The political change that swept over Minneapolis City Hall in this year's election could sweep a new City Council president into office.
Council Member Elizabeth Glidden is challenging Barbara Johnson for the council presidency, a position Johnson has held for the last eight years.
Glidden's bid is being fueled by a group of newly elected council members. If she succeeds, it could pull the state's most liberal city council even further to the left.
The City Council will have seven new members next year, a majority of the 13 seats. Among the newcomers is a Lisa Bender, who challenged an incumbent and won in a landslide.
Bender said voters wanted change in city government, and that begins with the council's leadership.
"I think electing Elizabeth Glidden as president of the council would send a message that this past campaign season really mattered," Bender said. "And that those of us who campaigned on a progressive agenda are really standing by that and are really making the changes that we said we wanted to make."
Both Glidden and Johnson are Democrats, as are all of the council members, except one Green Party member.
The political differences between Glidden and Johnson are subtle. But the two have diverged from time to time on issues including the Vikings stadium. Johnson supported using city money to subsidize it. Glidden didn't.
In general, Glidden is perceived as more liberal than Johnson. Council member-elect Alondra Cano also sees Glidden as more committed to helping the city's disadvantaged minority populations.
"And in a city where we have some of the deepest challenges around racial equity that have to do with jobs, education, the economy, foreclosures, I think we need a new leader, who's going to be bold, who's going to be resourceful, who's going to be a strong mentor for the rest of us," Cano said.
Glidden, a civil rights lawyer by training, chairs the city's Regulatory, Energy and Environment Committee. She was just re-elected to a third term on the council.
Johnson, who is entering her fifth term, is a registered nurse who grew up in a politically active family. Her mother, Alice Rainville, was Minneapolis City council President for most of the 1980s.
Neither Johnson nor Glidden responded to interview requests for this story. Johnson was traveling out of the country last week.
MPR News also attempted to reach council members supporting Johnson's bid to retain the council presidency. They either declined or didn't call back.
The job of the council president isn't to steer policy but to keep peace on the council, said former council member Steve Cramer, president of the Downtown Council, a business group.
"It's a really intense personal relationship down there," said Cramer, who said he and his organization haven't chosen sides. "It's 13 people who see each other every day and whose offices are right next to each other. And you want to have people with different opinions, and you want to have a vital debate. But you want that done in a way that is constructive and positive."
But several of the incoming council members want to see a more activist approach. They include Andrew Johnson, no relation to Barbara Johnson.
"Barb generally has been described as very laissez-faire, very open, much more administrative," he said. "I see the potential of Elizabeth to set a shared vision and agenda that council members can buy into and that we can work together towards."
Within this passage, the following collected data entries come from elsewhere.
//! Crash-safe file writes
//!
//! Every persisted collection is replaced as a whole file. Writes go to a
//! sibling `<name>.tmp` first and are renamed over the target, so a reader
//! sees either the old bytes or the new bytes, never a torn file.

use std::fs::{self, File};
use std::io::Write;
use std::path::{Path, PathBuf};

use crate::error::Result;

/// Suffix appended to the target file name for the staging file
pub const TEMP_SUFFIX: &str = ".tmp";

/// Path of the staging file used while writing `path`
pub fn temp_path(path: &Path) -> PathBuf {
    let mut name = path.as_os_str().to_os_string();
    name.push(TEMP_SUFFIX);
    PathBuf::from(name)
}

/// Atomically write data to a file
///
/// Writes `<path>.tmp` in the same directory (rename must not cross
/// filesystems), syncs it, then renames it over `path`. If anything fails
/// before the rename the target keeps its previous contents.
pub fn write_atomic(path: impl AsRef<Path>, data: &[u8]) -> Result<()> {
    let path = path.as_ref();

    if let Some(parent) = path.parent() {
        if !parent.as_os_str().is_empty() {
            fs::create_dir_all(parent)?;
        }
    }

    let temp = temp_path(path);

    let mut temp_file = File::create(&temp)?;
    if let Err(err) = temp_file.write_all(data).and_then(|_| temp_file.sync_all()) {
        drop(temp_file);
        let _ = fs::remove_file(&temp);
        return Err(err.into());
    }
    drop(temp_file);

    if let Err(err) = fs::rename(&temp, path) {
        let _ = fs::remove_file(&temp);
        return Err(err.into());
    }

    Ok(())
}

/// Write data in place, without the temp-file step
pub fn write_direct(path: impl AsRef<Path>, data: &[u8]) -> Result<()> {
    let path = path.as_ref();
    if let Some(parent) = path.parent() {
        if !parent.as_os_str().is_empty() {
            fs::create_dir_all(parent)?;
        }
    }
    let mut file = File::create(path)?;
    file.write_all(data)?;
    file.sync_all()?;
    Ok(())
}
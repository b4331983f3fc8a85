mod support;

use std::fs;

use predicates::str::contains;

use support::{cmd_in, envelope, TestRoot};

fn initialized() -> Result<TestRoot, Box<dyn std::error::Error>> {
    let root = TestRoot::new();
    cmd_in(&root).arg("init").assert().success();
    Ok(root)
}

#[test]
fn add_and_list_emit_envelopes() -> Result<(), Box<dyn std::error::Error>> {
    let root = initialized()?;

    let output = cmd_in(&root)
        .args(["--json", "add", "Write docs", "-c", "docs", "-f", "./README.md"])
        .assert()
        .success()
        .get_output()
        .stdout
        .clone();
    let added = envelope(&output);
    assert_eq!(added["schema_version"], "tasktracker.v1");
    assert_eq!(added["command"], "add");
    assert_eq!(added["status"], "success");
    assert_eq!(added["data"]["id"], 1);
    assert_eq!(added["data"]["status"], "todo");
    assert_eq!(added["data"]["relatedFiles"][0], "README.md");

    cmd_in(&root)
        .args(["add", "Fix crash", "--category", "bugfix"])
        .assert()
        .success()
        .stdout(contains("Created task 2"));

    let output = cmd_in(&root)
        .args(["list", "--category", "bugfix", "--json"])
        .assert()
        .success()
        .get_output()
        .stdout
        .clone();
    let listed = envelope(&output);
    assert_eq!(listed["data"]["total"], 1);
    assert_eq!(listed["data"]["tasks"][0]["title"], "Fix crash");
    Ok(())
}

#[test]
fn validation_errors_exit_with_user_code() -> Result<(), Box<dyn std::error::Error>> {
    let root = initialized()?;
    let long_title = "x".repeat(201);

    let output = cmd_in(&root)
        .args(["--json", "add", long_title.as_str()])
        .assert()
        .code(2)
        .get_output()
        .stdout
        .clone();
    let failed = envelope(&output);
    assert_eq!(failed["status"], "error");
    assert_eq!(failed["error"]["kind"], "validation_error");
    assert_eq!(failed["error"]["details"]["field"], "title");

    cmd_in(&root)
        .args(["show", "42"])
        .assert()
        .code(2)
        .stderr(contains("Task not found: 42"))
        .stderr(contains("hint: tasktracker list"));
    Ok(())
}

#[test]
fn update_comment_and_rm() -> Result<(), Box<dyn std::error::Error>> {
    let root = initialized()?;
    cmd_in(&root).args(["add", "Draft", "-e", "3-medium"]).assert().success();

    cmd_in(&root)
        .args(["update", "1", "--status", "review", "--clear-effort"])
        .assert()
        .success();
    let task = &root.read_json("tasks.json")["tasks"][0];
    assert_eq!(task["status"], "review");
    assert!(task.get("effort").is_none());

    cmd_in(&root)
        .args(["comment", "1", "Looks good", "--author", "kim"])
        .assert()
        .success();
    cmd_in(&root)
        .args(["show", "1"])
        .assert()
        .success()
        .stdout(contains("kim: Looks good"));

    cmd_in(&root)
        .args(["update", "1"])
        .assert()
        .code(2)
        .stderr(contains("no fields to update"));

    cmd_in(&root).args(["rm", "1"]).assert().success();
    cmd_in(&root).args(["show", "1"]).assert().code(2);
    Ok(())
}

#[test]
fn dependency_commands() -> Result<(), Box<dyn std::error::Error>> {
    let root = initialized()?;
    cmd_in(&root).args(["add", "Base"]).assert().success();
    cmd_in(&root).args(["add", "Top"]).assert().success();

    cmd_in(&root)
        .args(["dep", "add", "2", "1"])
        .assert()
        .success()
        .stdout(contains("Task 2 now depends on 1"));
    cmd_in(&root)
        .args(["dep", "add", "2", "1"])
        .assert()
        .success()
        .stdout(contains("already depends"));

    let output = cmd_in(&root)
        .args(["--json", "dep", "ls", "1"])
        .assert()
        .success()
        .get_output()
        .stdout
        .clone();
    let listed = envelope(&output);
    assert_eq!(listed["command"], "dep ls");
    assert_eq!(listed["data"]["blocked_by"], serde_json::json!([2]));

    cmd_in(&root).args(["dep", "add", "1", "1"]).assert().code(2);

    let output = cmd_in(&root)
        .args(["--json", "rm", "1"])
        .assert()
        .success()
        .get_output()
        .stdout
        .clone();
    let removed = envelope(&output);
    assert_eq!(removed["data"]["task"]["id"], 1);
    assert_eq!(removed["data"]["dangling"][0]["missing"], serde_json::json!([1]));

    cmd_in(&root)
        .args(["dep", "ls"])
        .assert()
        .success()
        .stdout(contains("references missing task(s) 1"));
    Ok(())
}

#[test]
fn archive_commands() -> Result<(), Box<dyn std::error::Error>> {
    let root = initialized()?;
    cmd_in(&root).args(["add", "Retire me"]).assert().success();

    cmd_in(&root)
        .args(["archive", "1", "--reason", "obsolete"])
        .assert()
        .success()
        .stdout(contains("Archived task 1"));

    let output = cmd_in(&root)
        .args(["--json", "archived", "--since", "2000-01-01"])
        .assert()
        .success()
        .get_output()
        .stdout
        .clone();
    let listed = envelope(&output);
    assert_eq!(listed["data"]["total"], 1);
    assert_eq!(listed["data"]["tasks"][0]["archived"]["reason"], "obsolete");

    cmd_in(&root)
        .args(["archived", "--until", "not-a-date"])
        .assert()
        .code(2);

    cmd_in(&root).args(["restore", "1"]).assert().success();
    cmd_in(&root).args(["restore", "1"]).assert().code(2);
    cmd_in(&root).args(["show", "1"]).assert().success();
    Ok(())
}

#[test]
fn corrupt_store_warns_on_stderr() -> Result<(), Box<dyn std::error::Error>> {
    let root = initialized()?;
    fs::write(root.data_file("tasks.json"), "garbage")?;

    cmd_in(&root)
        .arg("list")
        .assert()
        .success()
        .stderr(contains("warning:"))
        .stderr(contains("tasks.json.corrupt-"));

    let output = cmd_in(&root)
        .args(["--json", "list"])
        .assert()
        .success()
        .get_output()
        .stdout
        .clone();
    assert!(envelope(&output).get("warnings").is_none());
    Ok(())
}

#[test]
fn json_envelope_lists_typed_store_warnings() -> Result<(), Box<dyn std::error::Error>> {
    let root = initialized()?;
    fs::write(root.data_file("tasks.json"), "{ not json")?;

    let output = cmd_in(&root)
        .args(["--json", "list"])
        .assert()
        .success()
        .get_output()
        .stdout
        .clone();
    let listed = envelope(&output);
    assert_eq!(listed["data"]["total"], 0);
    assert_eq!(listed["warnings"][0]["kind"], "corrupt_file_recovered");
    assert!(listed["warnings"][0]["backup"]
        .as_str()
        .is_some_and(|backup| backup.contains("tasks.json.corrupt-")));
    Ok(())
}

#[test]
fn error_envelope_reports_message_and_command() -> Result<(), Box<dyn std::error::Error>> {
    let root = initialized()?;
    let output = cmd_in(&root)
        .args(["--json", "dep", "rm", "5", "4"])
        .assert()
        .success()
        .get_output()
        .stdout
        .clone();
    assert_eq!(envelope(&output)["data"]["changed"], false);

    let output = cmd_in(&root)
        .args(["--json", "restore", "7"])
        .assert()
        .code(2)
        .get_output()
        .stdout
        .clone();
    let failed = envelope(&output);
    assert_eq!(failed["command"], "restore");
    assert_eq!(failed["error"]["kind"], "not_found");
    assert!(failed["error"]["message"]
        .as_str()
        .is_some_and(|message| message.contains('7')));
    Ok(())
}
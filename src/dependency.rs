//! Dependency graph side index
//!
//! Stored in `.tasktracker/dependencies.json`:
//!
//! ```text
//! { "dependencies": { "2": ["1"] }, "blockedBy": { "1": ["2"] } }
//! ```
//!
//! Ids are written as decimal strings; lists holding plain JSON numbers are
//! read as well.
//!
//! `dependencies[a]` lists what `a` depends on; `blockedBy[b]` lists what
//! waits on `b`. Both maps change together. Edges may reference ids that no
//! longer exist; they are reported by [`TaskStore::dangling_dependencies`]
//! and never removed automatically. Cycles are allowed.

use std::collections::{BTreeMap, HashSet};

use serde::{Deserialize, Serialize};
use tracing::debug;

use crate::cache::WriteOptions;
use crate::error::{Error, Result};
use crate::store::TaskStore;

#[derive(Debug, Clone, Default, PartialEq, Eq, Serialize, Deserialize)]
#[serde(rename_all = "camelCase")]
pub struct DependencyGraph {
    #[serde(default, with = "id_lists")]
    pub dependencies: BTreeMap<u64, Vec<u64>>,
    #[serde(default, with = "id_lists")]
    pub blocked_by: BTreeMap<u64, Vec<u64>>,
}

/// `{ "<id>": ["<id>", ...] }` adjacency maps
mod id_lists {
    use std::collections::BTreeMap;

    use serde::de::Error as _;
    use serde::ser::SerializeMap;
    use serde::{Deserialize, Deserializer, Serializer};

    #[derive(Deserialize)]
    #[serde(untagged)]
    enum RawId {
        Number(u64),
        Text(String),
    }

    pub fn serialize<S>(map: &BTreeMap<u64, Vec<u64>>, serializer: S) -> Result<S::Ok, S::Error>
    where
        S: Serializer,
    {
        let mut out = serializer.serialize_map(Some(map.len()))?;
        for (key, ids) in map {
            let ids: Vec<String> = ids.iter().map(u64::to_string).collect();
            out.serialize_entry(&key.to_string(), &ids)?;
        }
        out.end()
    }

    pub fn deserialize<'de, D>(deserializer: D) -> Result<BTreeMap<u64, Vec<u64>>, D::Error>
    where
        D: Deserializer<'de>,
    {
        let raw = BTreeMap::<u64, Vec<RawId>>::deserialize(deserializer)?;
        raw.into_iter()
            .map(|(key, ids)| -> Result<(u64, Vec<u64>), D::Error> {
                let ids = ids
                    .into_iter()
                    .map(|id| match id {
                        RawId::Number(id) => Ok(id),
                        RawId::Text(text) => text
                            .trim()
                            .parse::<u64>()
                            .map_err(|_| D::Error::custom(format!("invalid task id {text:?}"))),
                    })
                    .collect::<Result<Vec<u64>, D::Error>>()?;
                Ok((key, ids))
            })
            .collect()
    }
}

impl DependencyGraph {
    /// Record that `task` depends on `depends_on`
    ///
    /// Returns `false` when the edge was already present.
    pub fn add_edge(&mut self, task: u64, depends_on: u64) -> Result<bool> {
        if task == 0 || depends_on == 0 {
            return Err(Error::validation("dependsOn", "task ids must be positive"));
        }
        if task == depends_on {
            return Err(Error::validation(
                "dependsOn",
                format!("task {task} cannot depend on itself"),
            ));
        }

        let added = insert(&mut self.dependencies, task, depends_on);
        insert(&mut self.blocked_by, depends_on, task);
        Ok(added)
    }

    /// Returns `false` when there was no such edge
    pub fn remove_edge(&mut self, task: u64, depends_on: u64) -> bool {
        let removed = remove(&mut self.dependencies, task, depends_on);
        remove(&mut self.blocked_by, depends_on, task);
        removed
    }

    /// Ids `task` depends on, in insertion order
    pub fn dependencies_of(&self, task: u64) -> &[u64] {
        self.dependencies.get(&task).map(Vec::as_slice).unwrap_or(&[])
    }

    /// Ids waiting on `task`, in insertion order
    pub fn dependents_of(&self, task: u64) -> &[u64] {
        self.blocked_by.get(&task).map(Vec::as_slice).unwrap_or(&[])
    }

    /// Every `(task, depends_on)` pair
    pub fn edges(&self) -> impl Iterator<Item = (u64, u64)> + '_ {
        self.dependencies
            .iter()
            .flat_map(|(task, targets)| targets.iter().map(move |target| (*task, *target)))
    }

    pub fn is_empty(&self) -> bool {
        self.dependencies.is_empty() && self.blocked_by.is_empty()
    }
}

fn insert(map: &mut BTreeMap<u64, Vec<u64>>, key: u64, value: u64) -> bool {
    let list = map.entry(key).or_default();
    if list.contains(&value) {
        return false;
    }
    list.push(value);
    true
}

fn remove(map: &mut BTreeMap<u64, Vec<u64>>, key: u64, value: u64) -> bool {
    let Some(list) = map.get_mut(&key) else {
        return false;
    };
    let before = list.len();
    list.retain(|existing| *existing != value);
    let removed = list.len() != before;
    if list.is_empty() {
        map.remove(&key);
    }
    removed
}

/// An edge endpoint found in neither the active nor the archived tasks
#[derive(Debug, Clone, PartialEq, Eq, Serialize)]
#[serde(rename_all = "camelCase")]
pub struct DanglingReference {
    pub task_id: u64,
    pub depends_on_id: u64,
    /// The id(s) of the pair that do not resolve
    pub missing: Vec<u64>,
}

impl TaskStore {
    fn load_graph(&mut self) -> Result<DependencyGraph> {
        let path = self.storage.dependencies_file();
        self.load_collection(&path)
    }

    fn save_graph(&mut self, graph: &DependencyGraph) -> Result<()> {
        let path = self.storage.dependencies_file();
        self.cache.write(&path, graph, WriteOptions::default())?;
        Ok(())
    }

    /// Returns `true` when a new edge was recorded
    pub fn add_dependency(&mut self, task: u64, depends_on: u64) -> Result<bool> {
        let mut graph = self.load_graph()?;
        let added = graph.add_edge(task, depends_on)?;
        if added {
            self.save_graph(&graph)?;
            debug!(task, depends_on, "dependency added");
        }
        Ok(added)
    }

    /// Returns `true` when an edge was removed
    pub fn remove_dependency(&mut self, task: u64, depends_on: u64) -> Result<bool> {
        let mut graph = self.load_graph()?;
        let removed = graph.remove_edge(task, depends_on);
        if removed {
            self.save_graph(&graph)?;
            debug!(task, depends_on, "dependency removed");
        }
        Ok(removed)
    }

    pub fn get_dependencies(&mut self, task: u64) -> Result<Vec<u64>> {
        Ok(self.load_graph()?.dependencies_of(task).to_vec())
    }

    pub fn get_blocked_by(&mut self, task: u64) -> Result<Vec<u64>> {
        Ok(self.load_graph()?.dependents_of(task).to_vec())
    }

    pub fn dependency_graph(&mut self) -> Result<DependencyGraph> {
        self.load_graph()
    }

    /// Edges whose endpoints resolve to no active or archived task
    pub fn dangling_dependencies(&mut self) -> Result<Vec<DanglingReference>> {
        let graph = self.load_graph()?;
        if graph.is_empty() {
            return Ok(Vec::new());
        }

        let tasks = self.load_tasks()?;
        let archives = self.load_archives()?;
        let known: HashSet<u64> = tasks
            .tasks
            .iter()
            .chain(archives.archives.iter())
            .map(|task| task.id)
            .collect();

        Ok(graph
            .edges()
            .filter_map(|(task_id, depends_on_id)| {
                let missing: Vec<u64> = [task_id, depends_on_id]
                    .into_iter()
                    .filter(|id| !known.contains(id))
                    .collect();
                (!missing.is_empty()).then_some(DanglingReference {
                    task_id,
                    depends_on_id,
                    missing,
                })
            })
            .collect())
    }
}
The president of the City Council typically has a much lower-profile than the mayor. But Minneapolis has a "weak mayor" system of government in which the council holds most of the power.
It's unusual for council members to talk publicly about the selection of the council president. But this year, the campaign is especially intense, and the undecided members are being heavily lobbied. Council member-elect Blong Yang said the choice leaves him torn.
"This is probably one of the tougher votes we'll make," he said. "And it's really strange, because it's the first vote that we'll make."
The council appears closely divided over who its next president should be. That means whichever way the vote goes Jan. 6, a large number of council members could be unhappy with the result.